И день прошёл, и день грядёт
Ветшает человек, проходит человек, но небо и земля – извечно те же.
М. Волошин
«Идиоты! Да они ведь для нас только идиоты, а не для себя и Бога. Дух их своим путём растёт. Может статься, что мы, мудрые, окажемся хуже идиотов».
Святитель Феофан Затворник Вышенский
Будто предчувствуя близкий и предсказуемый конец своей короткой жизни, с первого своего дня февраль 2021 года дерзко и отчаянно стартовал крепкими морозами и сумбурными снегопадами, словно вспомнив своё старое славянское имя – лютень. Обречённо скалясь, он упрямо разгонялся, наливаясь холодной силой. Уже на середине дистанции, в Сретенье, когда приход весны был уже совсем близок, он ещё не желал сдаваться и продолжал отчаянно и яростно отстаивать свой колючий и капризный норов.
Официальная встреча зимы с весной в этот раз явно была не в пользу весны. Но, кажется, старик февраль всё же немного подустал, и хотя по-прежнему основательно лютовал, а три дня назад даже обрушил на столицу кошмарный снегопад, он позволил себе передышку: в Москве весь этот день стояла ясная безветренная погода с чистым небом и сонным озябшим солнцем.
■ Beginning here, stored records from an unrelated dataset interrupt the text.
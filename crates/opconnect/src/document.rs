//! Vault and item documents.
//!
//! Both are thin wrappers over a JSON object. The Connect schema is loose,
//! so every accessor returns the zero value (`""`, an empty `Vec`, `None`)
//! when a key is missing or holds the wrong type. Unknown keys survive a
//! decode/encode cycle untouched.

use std::convert::Infallible;
use std::fmt;
use std::str::FromStr;

use serde::{Deserialize, Serialize};
use serde_json::{Map, Value};

/// The template of an item.
#[derive(Debug, Clone, PartialEq, Eq, Hash)]
pub enum ItemCategory {
    Password,
    SecureNote,
    Custom,
    Login,
    ApiCredential,
    Database,
    Server,
    CreditCard,
    Identity,
    Document,
    SshKey,
    /// Any category this crate does not know by name.
    Other(String),
}

impl ItemCategory {
    /// Wire representation used by the Connect API.
    pub fn as_str(&self) -> &str {
        match self {
            Self::Password => "PASSWORD",
            Self::SecureNote => "SECURE_NOTE",
            Self::Custom => "CUSTOM",
            Self::Login => "LOGIN",
            Self::ApiCredential => "API_CREDENTIAL",
            Self::Database => "DATABASE",
            Self::Server => "SERVER",
            Self::CreditCard => "CREDIT_CARD",
            Self::Identity => "IDENTITY",
            Self::Document => "DOCUMENT",
            Self::SshKey => "SSH_KEY",
            Self::Other(s) => s,
        }
    }
}

impl From<&str> for ItemCategory {
    fn from(s: &str) -> Self {
        match s {
            "PASSWORD" => Self::Password,
            "SECURE_NOTE" => Self::SecureNote,
            "CUSTOM" => Self::Custom,
            "LOGIN" => Self::Login,
            "API_CREDENTIAL" => Self::ApiCredential,
            "DATABASE" => Self::Database,
            "SERVER" => Self::Server,
            "CREDIT_CARD" => Self::CreditCard,
            "IDENTITY" => Self::Identity,
            "DOCUMENT" => Self::Document,
            "SSH_KEY" => Self::SshKey,
            other => Self::Other(other.to_owned()),
        }
    }
}

impl FromStr for ItemCategory {
    type Err = Infallible;

    fn from_str(s: &str) -> Result<Self, Self::Err> {
        Ok(Self::from(s))
    }
}

impl fmt::Display for ItemCategory {
    fn fmt(&self, f: &mut fmt::Formatter<'_>) -> fmt::Result {
        f.write_str(self.as_str())
    }
}

/// A vault as returned by `GET /v1/vaults`.
#[derive(Debug, Clone, Default, PartialEq, Serialize, Deserialize)]
#[serde(transparent)]
pub struct Vault(Map<String, Value>);

impl Vault {
    /// Vault id, or `""` when absent or not a string.
    pub fn id(&self) -> &str {
        str_field(&self.0, "id")
    }

    /// Vault name, or `""` when absent or not a string.
    pub fn name(&self) -> &str {
        str_field(&self.0, "name")
    }

    pub fn description(&self) -> Option<&str> {
        self.0.get("description").and_then(Value::as_str)
    }

    /// The raw document.
    pub fn as_map(&self) -> &Map<String, Value> {
        &self.0
    }
}

impl From<Map<String, Value>> for Vault {
    fn from(map: Map<String, Value>) -> Self {
        Self(map)
    }
}

/// One structured secret field on an item.
#[derive(Debug, Clone, Default, PartialEq, Serialize, Deserialize)]
pub struct Field {
    #[serde(default, skip_serializing_if = "Option::is_none")]
    pub id: Option<String>,
    #[serde(default, skip_serializing_if = "Option::is_none")]
    pub label: Option<String>,
    #[serde(default, skip_serializing_if = "Option::is_none")]
    pub purpose: Option<String>,
    #[serde(default, rename = "type", skip_serializing_if = "Option::is_none")]
    pub field_type: Option<String>,
    #[serde(default, skip_serializing_if = "Option::is_none")]
    pub value: Option<String>,
    /// Keys this crate does not model (`section`, `entropy`, ...).
    #[serde(flatten)]
    pub extra: Map<String, Value>,
}

impl Field {
    /// A field with id, label, purpose and type set to fixed metadata.
    pub fn new(
        id: impl Into<String>,
        label: impl Into<String>,
        purpose: impl Into<String>,
        field_type: impl Into<String>,
        value: impl Into<String>,
    ) -> Self {
        Self {
            id: Some(id.into()),
            label: Some(label.into()),
            purpose: Some(purpose.into()),
            field_type: Some(field_type.into()),
            value: Some(value.into()),
            extra: Map::new(),
        }
    }

    fn into_value(self) -> Value {
        let mut map = self.extra;
        let known = [
            ("id", self.id),
            ("label", self.label),
            ("purpose", self.purpose),
            ("type", self.field_type),
            ("value", self.value),
        ];
        for (key, value) in known {
            if let Some(v) = value {
                map.insert(key.to_owned(), Value::String(v));
            }
        }
        Value::Object(map)
    }
}

/// An item document: a summary from a list call, a detailed record, or a
/// new item built locally.
#[derive(Debug, Clone, Default, PartialEq, Serialize, Deserialize)]
#[serde(transparent)]
pub struct Item(Map<String, Value>);

impl Item {
    /// A bare item carrying a title and empty tag and field sequences.
    pub fn new(title: impl Into<String>) -> Self {
        let mut map = Map::new();
        map.insert("title".into(), Value::String(title.into()));
        map.insert("tags".into(), Value::Array(Vec::new()));
        map.insert("fields".into(), Value::Array(Vec::new()));
        Self(map)
    }

    /// Item id, or `""` when absent or not a string.
    pub fn id(&self) -> &str {
        str_field(&self.0, "id")
    }

    /// Item title, or `""` when absent or not a string.
    pub fn title(&self) -> &str {
        str_field(&self.0, "title")
    }

    /// Category, or `None` when the document carries no string category.
    pub fn category(&self) -> Option<ItemCategory> {
        self.0
            .get("category")
            .and_then(Value::as_str)
            .map(ItemCategory::from)
    }

    /// Tags in document order. Non-string elements are skipped.
    pub fn tags(&self) -> Vec<String> {
        let Some(Value::Array(values)) = self.0.get("tags") else {
            return Vec::new();
        };
        values
            .iter()
            .filter_map(|v| match v {
                Value::String(s) => Some(s.clone()),
                other => {
                    tracing::debug!(item_id = self.id(), "skipping non-string tag: {other}");
                    None
                }
            })
            .collect()
    }

    /// Fields in document order. Elements that are not objects are skipped.
    pub fn fields(&self) -> Vec<Field> {
        let Some(Value::Array(values)) = self.0.get("fields") else {
            return Vec::new();
        };
        values
            .iter()
            .filter(|v| v.is_object())
            .filter_map(|v| Field::deserialize(v).ok())
            .collect()
    }

    /// Value of the first field whose id or label equals `key`.
    pub fn field_value(&self, key: &str) -> Option<String> {
        self.fields()
            .into_iter()
            .find(|f| f.id.as_deref() == Some(key) || f.label.as_deref() == Some(key))
            .and_then(|f| f.value)
    }

    /// Id of the owning vault (`vault.id`).
    pub fn vault_id(&self) -> &str {
        self.0
            .get("vault")
            .and_then(|v| v.get("id"))
            .and_then(Value::as_str)
            .unwrap_or("")
    }

    /// Append `tags` after the existing ones. Existing elements are kept
    /// as they are, including any that are not strings.
    pub fn append_tags<I, S>(mut self, tags: I) -> Self
    where
        I: IntoIterator<Item = S>,
        S: Into<String>,
    {
        let mut current = match self.0.remove("tags") {
            Some(Value::Array(values)) => values,
            _ => Vec::new(),
        };
        current.extend(tags.into_iter().map(|t| Value::String(t.into())));
        self.0.insert("tags".into(), Value::Array(current));
        self
    }

    /// Append `fields` after the existing ones, keeping existing elements raw.
    pub fn append_fields(mut self, fields: impl IntoIterator<Item = Field>) -> Self {
        let mut current = match self.0.remove("fields") {
            Some(Value::Array(values)) => values,
            _ => Vec::new(),
        };
        current.extend(fields.into_iter().map(Field::into_value));
        self.0.insert("fields".into(), Value::Array(current));
        self
    }

    /// Replace the category.
    pub fn set_category(mut self, category: ItemCategory) -> Self {
        self.0
            .insert("category".into(), Value::String(category.as_str().to_owned()));
        self
    }

    /// Replace the owning vault with `{"id": vault_id}`.
    pub fn set_vault_id(mut self, vault_id: impl Into<String>) -> Self {
        let mut vault = Map::new();
        vault.insert("id".into(), Value::String(vault_id.into()));
        self.0.insert("vault".into(), Value::Object(vault));
        self
    }

    /// The raw document.
    pub fn as_map(&self) -> &Map<String, Value> {
        &self.0
    }
}

impl From<Map<String, Value>> for Item {
    fn from(map: Map<String, Value>) -> Self {
        Self(map)
    }
}

fn str_field<'a>(map: &'a Map<String, Value>, key: &str) -> &'a str {
    map.get(key).and_then(Value::as_str).unwrap_or("")
}

// ---------------------------------------------------------------------------
// Tests
// ---------------------------------------------------------------------------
Такие прекрасные зимние дни отрада для глаз и сердец людей, уставших от скверных проказ нашей долгой зимы, радостное предвкушение близости весны, тепла и душевного оттаивания.
***
Вокзалы находятся в так называемой зоне отчуждения, это вытекает из правил землепользования и правовых установок. О слове отчуждение словарь говорит: «Отчуждение – состояние, при котором человеку кажется, что он сам, его интересы, потребности, ценности или установки не похожи на интересы, потребности, установки и ценности окружающих». Не происходит ли с людьми на вокзалах нечто подобное? Они отчуждённо молчат, напряжены, суетливы, толпясь у своих вагонов; слышен разноязычный шум, каждый погружён в свои мысли: они о расставании с любимыми, будущих встречах в новых местах, сугубо деловые, горестные и радостные. И лишь когда сталкер-машинист выводит поезд из зоны отчуждения, пассажиры оживают – знакомятся, говорят, откровенничают, рассказывают свои жизненные истории, даже находят свою любовь.
«Невский экспресс» отходил в Санкт-Петербург в середине дня. Под перронным навесом порывами озорничал кусачий и пронизывающий сквозняк. От бетона несло промозглой сыростью и казалось, что на перроне холоднее, чем на открытых пространствах столицы. День был будний, рабочий – понедельник. Ажиотажной давки, которая обычно случается на вокзале по пятницам, сейчас называемой новомодным уикендом, не было. Вдоль перрона растянулась цепь озябших людей, улыбчивые проводницы проверяли документы споро, очереди рассасывалась быстро. У вагона в хвосте состава стояли рядом двое молодых мужчин. Один с наплечной спортивной сумкой, второй – с модным кожаным рюкзаком за спиной с множеством карманов. По всему незнакомые, они не переговаривались. Мужчина с рюкзаком был худощав, высок и строен, но при широких развёрнутых плечах как-то плосок, словно под курткой вдоль плеч у него закреплена жёсткая направляющая, которая резко и строго фиксирует их ширину.
Для зимы он был одет довольно легко и, мягко говоря, скромно. Спортивная куртка, шерстяная чёрная водолазка с воротом под горло, голубые потёртые джинсы и стоптанные кроссовки на тонкой подошве составляли его совсем не зимний гардероб. На голове фасонисто сидел слегка заломленный на правую сторону берет а-ля спецназовец, но не «Военторговский» продукт, а модный, замшевый, с вшитым чёрным кожаным пояском по низу. Он очень шёл к его чистому белому лицу, придавая некую «чегеваристость». Тёмные слегка вьющиеся волосы, подстриженные с затылка под каре, со лба были уложены под берет, шли к его облику и короткая мягкая бородка и реденькие «подростковые» усики. Ему можно было бы дать не больше лет двадцати семи-восьми, но в бородке уже робко поблёскивали седые нити. Девушки и даже дамы с любопытством поглядывали на него, он отвечал им смущённой улыбкой. Стоял он спокойно, с интересом рассматривая людей живыми светлыми глазами.